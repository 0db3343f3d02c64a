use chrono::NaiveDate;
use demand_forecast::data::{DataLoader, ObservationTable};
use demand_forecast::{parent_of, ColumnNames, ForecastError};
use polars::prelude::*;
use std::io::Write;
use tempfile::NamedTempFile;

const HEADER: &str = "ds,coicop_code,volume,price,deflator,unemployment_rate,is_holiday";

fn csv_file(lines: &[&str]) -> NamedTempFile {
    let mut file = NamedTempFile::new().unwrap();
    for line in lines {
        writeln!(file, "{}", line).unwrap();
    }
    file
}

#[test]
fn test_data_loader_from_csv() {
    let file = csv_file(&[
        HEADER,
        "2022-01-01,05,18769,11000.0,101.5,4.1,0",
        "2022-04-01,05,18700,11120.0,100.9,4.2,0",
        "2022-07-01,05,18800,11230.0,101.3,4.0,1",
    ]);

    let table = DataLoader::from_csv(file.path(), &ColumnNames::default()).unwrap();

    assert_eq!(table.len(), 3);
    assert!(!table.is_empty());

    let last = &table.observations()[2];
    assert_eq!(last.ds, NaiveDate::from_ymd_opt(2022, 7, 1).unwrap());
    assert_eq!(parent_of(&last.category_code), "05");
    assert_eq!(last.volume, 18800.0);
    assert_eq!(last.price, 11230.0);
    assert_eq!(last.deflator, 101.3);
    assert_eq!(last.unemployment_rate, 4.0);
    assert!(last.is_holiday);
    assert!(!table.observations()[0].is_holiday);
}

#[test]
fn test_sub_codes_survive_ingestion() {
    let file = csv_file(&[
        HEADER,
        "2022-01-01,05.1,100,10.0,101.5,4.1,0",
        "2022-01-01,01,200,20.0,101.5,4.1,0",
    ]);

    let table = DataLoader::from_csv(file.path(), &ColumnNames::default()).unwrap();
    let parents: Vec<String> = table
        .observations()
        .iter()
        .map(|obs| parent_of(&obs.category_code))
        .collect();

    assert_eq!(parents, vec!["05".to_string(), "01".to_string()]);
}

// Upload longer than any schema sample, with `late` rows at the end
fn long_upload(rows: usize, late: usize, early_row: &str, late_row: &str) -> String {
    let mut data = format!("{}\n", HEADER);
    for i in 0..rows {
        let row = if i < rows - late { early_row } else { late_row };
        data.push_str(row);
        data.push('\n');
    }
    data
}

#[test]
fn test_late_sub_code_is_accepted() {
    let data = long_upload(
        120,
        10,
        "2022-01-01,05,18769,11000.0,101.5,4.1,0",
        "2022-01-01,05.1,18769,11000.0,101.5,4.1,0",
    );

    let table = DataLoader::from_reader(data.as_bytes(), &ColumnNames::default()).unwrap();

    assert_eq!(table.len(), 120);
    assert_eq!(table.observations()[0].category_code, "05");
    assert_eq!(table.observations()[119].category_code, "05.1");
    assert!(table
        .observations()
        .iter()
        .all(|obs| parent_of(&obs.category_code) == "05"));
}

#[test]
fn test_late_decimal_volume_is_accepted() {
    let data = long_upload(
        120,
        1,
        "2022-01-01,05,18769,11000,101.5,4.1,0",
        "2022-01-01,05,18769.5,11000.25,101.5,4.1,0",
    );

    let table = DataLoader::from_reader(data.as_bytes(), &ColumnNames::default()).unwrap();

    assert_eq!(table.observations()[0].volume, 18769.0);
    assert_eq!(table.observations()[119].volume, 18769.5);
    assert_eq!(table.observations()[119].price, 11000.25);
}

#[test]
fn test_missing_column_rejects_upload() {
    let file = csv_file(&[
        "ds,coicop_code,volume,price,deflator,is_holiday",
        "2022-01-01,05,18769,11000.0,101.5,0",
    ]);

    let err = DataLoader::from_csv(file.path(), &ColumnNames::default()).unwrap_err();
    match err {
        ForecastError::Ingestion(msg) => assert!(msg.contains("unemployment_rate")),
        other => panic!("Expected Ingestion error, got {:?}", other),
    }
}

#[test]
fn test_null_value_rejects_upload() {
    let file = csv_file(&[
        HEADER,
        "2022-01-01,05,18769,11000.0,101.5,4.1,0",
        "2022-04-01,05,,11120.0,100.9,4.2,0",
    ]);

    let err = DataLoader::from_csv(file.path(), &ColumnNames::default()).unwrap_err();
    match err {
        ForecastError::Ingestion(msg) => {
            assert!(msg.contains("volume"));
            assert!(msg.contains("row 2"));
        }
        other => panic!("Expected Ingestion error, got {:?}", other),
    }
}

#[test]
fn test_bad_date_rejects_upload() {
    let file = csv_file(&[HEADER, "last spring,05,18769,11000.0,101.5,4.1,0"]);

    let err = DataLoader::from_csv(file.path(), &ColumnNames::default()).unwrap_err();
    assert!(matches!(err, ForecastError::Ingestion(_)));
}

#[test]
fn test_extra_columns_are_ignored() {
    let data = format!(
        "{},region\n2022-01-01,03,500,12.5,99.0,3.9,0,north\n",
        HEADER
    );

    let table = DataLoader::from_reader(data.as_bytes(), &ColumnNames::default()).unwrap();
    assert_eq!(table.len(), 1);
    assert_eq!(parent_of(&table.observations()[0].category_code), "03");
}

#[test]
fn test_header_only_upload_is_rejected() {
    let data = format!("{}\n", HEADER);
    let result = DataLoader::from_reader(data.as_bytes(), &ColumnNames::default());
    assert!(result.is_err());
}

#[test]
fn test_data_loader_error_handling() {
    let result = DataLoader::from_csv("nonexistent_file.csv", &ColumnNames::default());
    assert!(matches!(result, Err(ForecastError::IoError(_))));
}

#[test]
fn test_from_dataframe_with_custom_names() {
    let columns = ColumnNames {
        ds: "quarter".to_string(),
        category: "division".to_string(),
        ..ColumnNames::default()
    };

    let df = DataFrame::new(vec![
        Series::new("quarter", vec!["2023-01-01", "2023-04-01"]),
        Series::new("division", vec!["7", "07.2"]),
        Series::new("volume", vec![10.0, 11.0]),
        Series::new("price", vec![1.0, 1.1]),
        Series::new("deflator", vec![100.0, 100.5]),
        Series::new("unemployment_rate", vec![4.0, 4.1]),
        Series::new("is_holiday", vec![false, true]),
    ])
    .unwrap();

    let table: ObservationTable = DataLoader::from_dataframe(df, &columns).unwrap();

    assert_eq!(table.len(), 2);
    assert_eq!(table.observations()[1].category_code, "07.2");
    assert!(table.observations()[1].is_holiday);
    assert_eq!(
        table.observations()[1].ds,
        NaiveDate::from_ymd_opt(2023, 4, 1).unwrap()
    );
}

+--

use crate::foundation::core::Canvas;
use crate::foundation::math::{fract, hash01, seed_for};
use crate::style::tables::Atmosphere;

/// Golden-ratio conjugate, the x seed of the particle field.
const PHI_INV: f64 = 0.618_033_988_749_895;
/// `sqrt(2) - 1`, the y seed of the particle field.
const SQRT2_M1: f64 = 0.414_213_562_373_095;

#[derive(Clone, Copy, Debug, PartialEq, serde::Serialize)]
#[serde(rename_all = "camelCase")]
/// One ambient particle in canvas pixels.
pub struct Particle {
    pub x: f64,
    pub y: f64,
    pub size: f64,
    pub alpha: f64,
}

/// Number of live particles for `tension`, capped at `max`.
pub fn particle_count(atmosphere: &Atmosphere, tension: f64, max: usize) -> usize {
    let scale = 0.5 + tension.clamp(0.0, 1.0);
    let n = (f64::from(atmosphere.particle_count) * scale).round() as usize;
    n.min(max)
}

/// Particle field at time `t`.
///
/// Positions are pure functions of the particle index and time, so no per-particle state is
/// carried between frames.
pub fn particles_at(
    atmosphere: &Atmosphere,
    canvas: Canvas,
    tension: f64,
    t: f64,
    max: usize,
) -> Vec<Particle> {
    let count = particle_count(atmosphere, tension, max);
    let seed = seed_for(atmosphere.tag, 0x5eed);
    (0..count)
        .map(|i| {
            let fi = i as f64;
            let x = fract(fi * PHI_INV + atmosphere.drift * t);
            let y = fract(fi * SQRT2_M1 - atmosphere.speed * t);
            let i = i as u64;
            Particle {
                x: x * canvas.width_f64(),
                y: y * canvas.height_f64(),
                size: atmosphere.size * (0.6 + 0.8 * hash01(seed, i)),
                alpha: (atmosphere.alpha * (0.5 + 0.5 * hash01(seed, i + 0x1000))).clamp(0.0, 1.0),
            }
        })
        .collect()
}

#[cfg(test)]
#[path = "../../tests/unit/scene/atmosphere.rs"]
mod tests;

+--

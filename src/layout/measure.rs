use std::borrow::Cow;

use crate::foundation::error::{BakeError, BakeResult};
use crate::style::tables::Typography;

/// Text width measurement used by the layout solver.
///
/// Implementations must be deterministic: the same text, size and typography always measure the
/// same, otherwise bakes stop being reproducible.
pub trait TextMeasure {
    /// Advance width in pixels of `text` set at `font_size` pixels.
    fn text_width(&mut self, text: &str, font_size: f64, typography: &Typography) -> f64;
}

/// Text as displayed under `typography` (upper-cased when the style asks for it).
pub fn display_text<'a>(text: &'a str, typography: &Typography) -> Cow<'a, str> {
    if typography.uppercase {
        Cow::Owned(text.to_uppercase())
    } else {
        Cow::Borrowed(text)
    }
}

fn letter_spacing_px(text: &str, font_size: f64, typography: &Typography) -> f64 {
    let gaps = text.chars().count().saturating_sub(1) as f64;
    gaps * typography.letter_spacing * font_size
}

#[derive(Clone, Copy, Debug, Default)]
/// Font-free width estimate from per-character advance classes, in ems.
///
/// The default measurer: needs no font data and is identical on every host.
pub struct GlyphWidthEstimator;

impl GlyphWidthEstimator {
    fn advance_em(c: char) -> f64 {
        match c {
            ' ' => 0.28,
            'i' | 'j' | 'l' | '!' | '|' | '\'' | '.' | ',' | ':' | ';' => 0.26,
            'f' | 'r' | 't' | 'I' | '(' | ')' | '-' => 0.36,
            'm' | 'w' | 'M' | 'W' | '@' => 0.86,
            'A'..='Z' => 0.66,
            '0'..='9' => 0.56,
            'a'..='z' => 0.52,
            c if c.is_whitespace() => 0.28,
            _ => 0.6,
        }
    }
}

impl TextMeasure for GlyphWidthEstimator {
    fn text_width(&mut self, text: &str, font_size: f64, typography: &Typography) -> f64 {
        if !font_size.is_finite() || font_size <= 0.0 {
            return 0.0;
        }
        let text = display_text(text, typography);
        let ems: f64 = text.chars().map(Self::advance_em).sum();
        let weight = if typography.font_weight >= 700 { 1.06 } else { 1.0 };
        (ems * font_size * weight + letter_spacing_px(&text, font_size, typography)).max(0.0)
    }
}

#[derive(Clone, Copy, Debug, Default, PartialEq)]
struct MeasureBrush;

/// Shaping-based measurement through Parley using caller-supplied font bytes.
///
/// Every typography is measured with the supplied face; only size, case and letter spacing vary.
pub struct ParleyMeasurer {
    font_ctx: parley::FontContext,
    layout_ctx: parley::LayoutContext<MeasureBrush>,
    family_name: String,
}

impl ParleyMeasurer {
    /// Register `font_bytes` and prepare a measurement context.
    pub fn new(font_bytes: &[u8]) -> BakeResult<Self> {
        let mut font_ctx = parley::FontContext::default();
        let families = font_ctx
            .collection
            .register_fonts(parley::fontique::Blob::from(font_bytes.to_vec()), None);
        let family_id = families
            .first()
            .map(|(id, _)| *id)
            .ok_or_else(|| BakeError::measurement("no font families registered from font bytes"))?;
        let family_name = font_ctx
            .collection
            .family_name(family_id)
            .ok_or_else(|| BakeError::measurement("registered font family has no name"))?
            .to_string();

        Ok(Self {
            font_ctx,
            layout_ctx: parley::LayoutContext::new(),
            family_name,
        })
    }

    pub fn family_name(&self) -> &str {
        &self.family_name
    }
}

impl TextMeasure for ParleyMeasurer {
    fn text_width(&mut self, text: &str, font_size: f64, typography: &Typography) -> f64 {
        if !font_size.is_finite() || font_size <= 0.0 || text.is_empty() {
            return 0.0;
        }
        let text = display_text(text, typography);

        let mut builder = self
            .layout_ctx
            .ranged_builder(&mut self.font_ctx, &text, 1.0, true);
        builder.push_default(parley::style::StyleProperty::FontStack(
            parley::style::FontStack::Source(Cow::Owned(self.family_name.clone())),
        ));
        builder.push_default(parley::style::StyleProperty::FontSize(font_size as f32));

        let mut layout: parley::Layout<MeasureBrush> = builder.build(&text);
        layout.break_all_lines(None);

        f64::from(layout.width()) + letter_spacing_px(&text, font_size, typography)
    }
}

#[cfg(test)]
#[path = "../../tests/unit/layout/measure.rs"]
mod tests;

+--

- Work instructions: Tally the lines in the listing that hold "time" and report the number alone.

- Reply to the exercise: 2